Targeting the akt/mtor signaling pathway by maprotiline leads to tumor suppression in T-cell lymphoma.

Abstract

T-cell lymphoma (TCL) is a prevalent malignancy characterized by the aberrant proliferation of T cells. The molecular mechanism underlying TCL remains poorly understood, and effective therapeutic strategies are still limited. Maprotiline, a highly selective norepinephrine reuptake blocker, is primarily used in the treatment of various types of depression. Intriguingly, its potential therapeutic utility and underlying mechanisms in TCL have not been previously explored. In this study, we demonstrated for the first time that maprotiline significantly inhibits proliferation and migration while promoting apoptosis in TCL cells. Furthermore, in vivo experiments using TCL xenograft mouse models revealed that maprotiline treatment effectively suppresses tumor progression while maintaining a favorable safety profile with minimal toxicity.
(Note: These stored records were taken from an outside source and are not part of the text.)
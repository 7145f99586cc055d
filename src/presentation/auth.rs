use crate::domain::error::DomainError;
use crate::domain::user::{LoginForm, SignUpForm};
use crate::domain::validation::{FieldError, validate_sign_up};
use crate::presentation::error::SiteError;
use crate::presentation::flash::{Flash, IncomingFlash};
use crate::presentation::handlers::{AppState, redirect};
use crate::presentation::middleware::{
    MaybeUser, SESSION_COOKIE, session_cookie, session_removal_cookie,
};
use crate::presentation::views::{Layout, LoginTemplate, SignUpTemplate, render_page};
use actix_web::http::StatusCode;
use actix_web::{HttpRequest, HttpResponse, web};
use tracing::{error, info, instrument, warn};

fn sign_up_page(
    status: StatusCode,
    title: &str,
    errors: Vec<FieldError>,
    form: &SignUpForm,
    flash: &IncomingFlash,
) -> Result<HttpResponse, SiteError> {
    let page = SignUpTemplate {
        layout: Layout::new(title, flash, None),
        errors,
        first_name: form.first_name.trim().to_string(),
        surname: form.surname.trim().to_string(),
        email: form.email.trim().to_string(),
    };
    render_page(status, &page, flash)
}

#[instrument(skip_all)]
pub async fn sign_up_get(user: MaybeUser, flash: IncomingFlash) -> Result<HttpResponse, SiteError> {
    if user.0.is_some() {
        return Ok(redirect("/").finish());
    }
    sign_up_page(
        StatusCode::OK,
        "User Sign Up",
        Vec::new(),
        &SignUpForm::default(),
        &flash,
    )
}

#[instrument(skip(state, user, form, flash), fields(email = %form.email))]
pub async fn sign_up_post(
    state: web::Data<AppState>,
    user: MaybeUser,
    form: web::Form<SignUpForm>,
    flash: IncomingFlash,
) -> Result<HttpResponse, SiteError> {
    if let Some(current) = user.0 {
        info!(user_id = %current.id, "Sign-up attempted while signed in");
        return Ok(redirect("/").finish());
    }
    info!("Sign-up request received");

    let new_user = match validate_sign_up(&form) {
        Ok(new_user) => new_user,
        Err(errors) => {
            warn!(errors = errors.len(), "Sign-up form rejected");
            return sign_up_page(
                StatusCode::UNPROCESSABLE_ENTITY,
                "Please fix the following errors:",
                errors,
                &form,
                &flash,
            );
        }
    };

    let user = match state.auth_service.register_user(new_user).await {
        Ok(user) => user,
        Err(e) if matches!(e.downcast_ref::<DomainError>(), Some(DomainError::EmailTaken)) => {
            warn!("Sign-up with an already registered email");
            let errors = vec![FieldError {
                field: "email",
                message: DomainError::EmailTaken.to_string(),
            }];
            return sign_up_page(
                StatusCode::UNPROCESSABLE_ENTITY,
                "Please fix the following errors:",
                errors,
                &form,
                &flash,
            );
        }
        Err(e) => {
            error!(error = %e, "Error while registering");
            return Err(e.into());
        }
    };

    // Registration continues straight into a logged-in session.
    let token = state.auth_service.open_session(&user).await?;
    info!(user_id = %user.id, "User registered and logged in");

    Ok(redirect("/")
        .cookie(session_cookie(token))
        .cookie(Flash::Registered.cookie())
        .finish())
}

#[instrument(skip_all)]
pub async fn login_get(user: MaybeUser, flash: IncomingFlash) -> Result<HttpResponse, SiteError> {
    if user.0.is_some() {
        return Ok(redirect("/").finish());
    }
    let page = LoginTemplate {
        layout: Layout::new("Login to continue", &flash, None),
    };
    render_page(StatusCode::OK, &page, &flash)
}

#[instrument(skip(state, form), fields(email = %form.email))]
pub async fn login_post(
    state: web::Data<AppState>,
    form: web::Form<LoginForm>,
) -> Result<HttpResponse, SiteError> {
    info!("Login request received");

    match state.auth_service.login(form.into_inner()).await {
        Ok((user, token)) => {
            info!(user_id = %user.id, "Login successful");
            Ok(redirect("/")
                .cookie(session_cookie(token))
                .cookie(Flash::LoggedIn.cookie())
                .finish())
        }
        Err(e) if matches!(e.downcast_ref::<DomainError>(), Some(DomainError::Unauthorized(_))) => {
            warn!("Login failed");
            Ok(redirect("/login")
                .cookie(Flash::LoginFailed.cookie())
                .finish())
        }
        Err(e) => {
            error!(error = %e, "Failed to login");
            Err(e.into())
        }
    }
}

#[instrument(skip_all)]
pub async fn logout(
    state: web::Data<AppState>,
    req: HttpRequest,
) -> Result<HttpResponse, SiteError> {
    if let Some(cookie) = req.cookie(SESSION_COOKIE) {
        state.auth_service.logout(cookie.value()).await.map_err(|e| {
            error!(error = %e, "Failed to end session");
            SiteError::from(e)
        })?;
    }

    Ok(redirect("/")
        .cookie(session_removal_cookie())
        .cookie(Flash::LoggedOut.cookie())
        .finish())
}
Mechanistically, our findings reveal that maprotiline exerts its anti-tumor effect by regulating the AKT/mTOR signaling pathway in TCL. Notably, we discovered that maprotiline substantially enhances the sensitivity of TCL cells to histone deacetylase inhibitor, thereby unveiling a promising combination therapeutic strategy for TCL treatment. These findings not only expand our understanding of maprotiline's pharmacological potential beyond its conventional antidepressant use, but also provide a novel therapeutic avenue for addressing the clinical challenges in TCL management.